藤野 「好き」にはディシプリン(規律)があります。僕は仲間として、お客さまのために忠実でなく、自己利益だけを追求する人は好きではないし、楽しいことが一致してないと、楽しくありません。

 僕らのライバルは超巨大企業なので、大きな目標を掲げて、それに戦い抜いて勝つのが楽しいと思えるか、ということがすごく大事です。勝ち方も大事ですよね。卑怯なことはしないとか、コンプライアンスをきちんと守るとか、自己利益だけを追求しないとか。

中竹 「ディシプリン(規律)」は私も大事な言葉だと思います。「好きな仲間と楽しく働く」ということは、藤野さんにとってディシプリンが一致する仲間とハードワークの伴う楽しさを共有する、という意味なんですね。

藤野 僕らの仕事って、数字で明確に評価されるので、数字からは逃げようがないんです。1年間で何%上がったか、何%下がったかというのは明らかな事実で、しかもライバルがどうだったかも一目瞭然で分かる厳しさがある。その中でしっかりと戦って、勝ち抜いて、お客さまを喜ばせなければならない。だからこそ、厳しい戦いに勝つことと楽しさは、切り離せないんです。

中竹 それはスポーツのチームにも通じますね。実は「ディシプリン」という言葉は、日本ラグビー界にとってもすごく重要な言葉だったんです。

 エディ・ジョーンズ(ラグビー・イングランド代表ヘッドコーチ、前ラグビー日本代表ヘッドコーチ)も、とにかく徹底的にディシプリンを守り、ハードワークを重ね、「その中でどう勝つのかを俺はみんなに伝えていくんだ」と言っていました。「我々は今は弱いけれど、必ず南アフリカに勝つ。そのためにはディシプリンを大事にしながら死ぬほど練習する。それが楽しいことなんだ」と。

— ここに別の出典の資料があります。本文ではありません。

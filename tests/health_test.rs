//! Integration tests for health reporting against the shutdown state machine.

use llmkube_operator::health::{HealthChecker, HealthConfig, HealthState};
use llmkube_operator::shutdown::ShutdownCoordinator;

#[tokio::test]
async fn reports_healthy_and_ready_before_any_shutdown() {
    let checker = HealthChecker::new(HealthConfig::default());
    let coordinator = ShutdownCoordinator::new();

    let report = checker.report(coordinator.state().await, 0);
    assert_eq!(report.state, HealthState::Healthy);
    assert!(report.ready);
    assert!(report.accepting_requests);
    assert!(checker.is_alive());
}

#[tokio::test]
async fn reports_unhealthy_once_coordinator_is_draining() {
    let checker = HealthChecker::new(HealthConfig::default());
    let coordinator = std::sync::Arc::new(ShutdownCoordinator::new());
    let guard = coordinator.track().unwrap();

    let draining = coordinator.clone();
    let handle =
        tokio::spawn(async move { draining.initiate(std::time::Duration::from_millis(200)).await });

    tokio::time::sleep(std::time::Duration::from_millis(20)).await;
    let report = checker.report(coordinator.state().await, 0);
    assert_eq!(report.state, HealthState::Unhealthy);
    assert!(!report.ready);
    assert!(!report.accepting_requests);

    drop(guard);
    handle.await.unwrap();
}

#[tokio::test]
async fn active_reconciles_at_threshold_degrades_but_stays_alive() {
    let checker = HealthChecker::new(HealthConfig { max_active_reconciles: 4 });
    let coordinator = ShutdownCoordinator::new();

    let report = checker.report(coordinator.state().await, 4);
    assert_eq!(report.state, HealthState::Degraded);
    assert!(!report.ready);
    assert!(checker.is_alive());
}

藤野 実は中竹さんの会社に、当社の社員をコーチングをしていただいて、日本のラグビーと僕らの資産運用の考え方が似ていると感じていたんです。

 僕らの会社は、それぞれのプレイヤーが集まった専門家集団です。プレイヤーとしてやるべきことを繰り返して勝ち上がっていったら、プレイヤーの下には部下ができるし、会社は大きくなればなるほど、チームでやらなくちゃいけないことも増えてきます。

 それなのに、みんな一人ひとりのプレイヤーイズムが強すぎて、マネジメントは好きじゃないし、関心もない、という状態が続いていました。会社が大きくなっていく過程で、プレイヤーがプレイヤーのままで、誰もリーダーにならなかったら会社が成り立たないという問題意識があったんです。(2022年2月18日公開記事に続く)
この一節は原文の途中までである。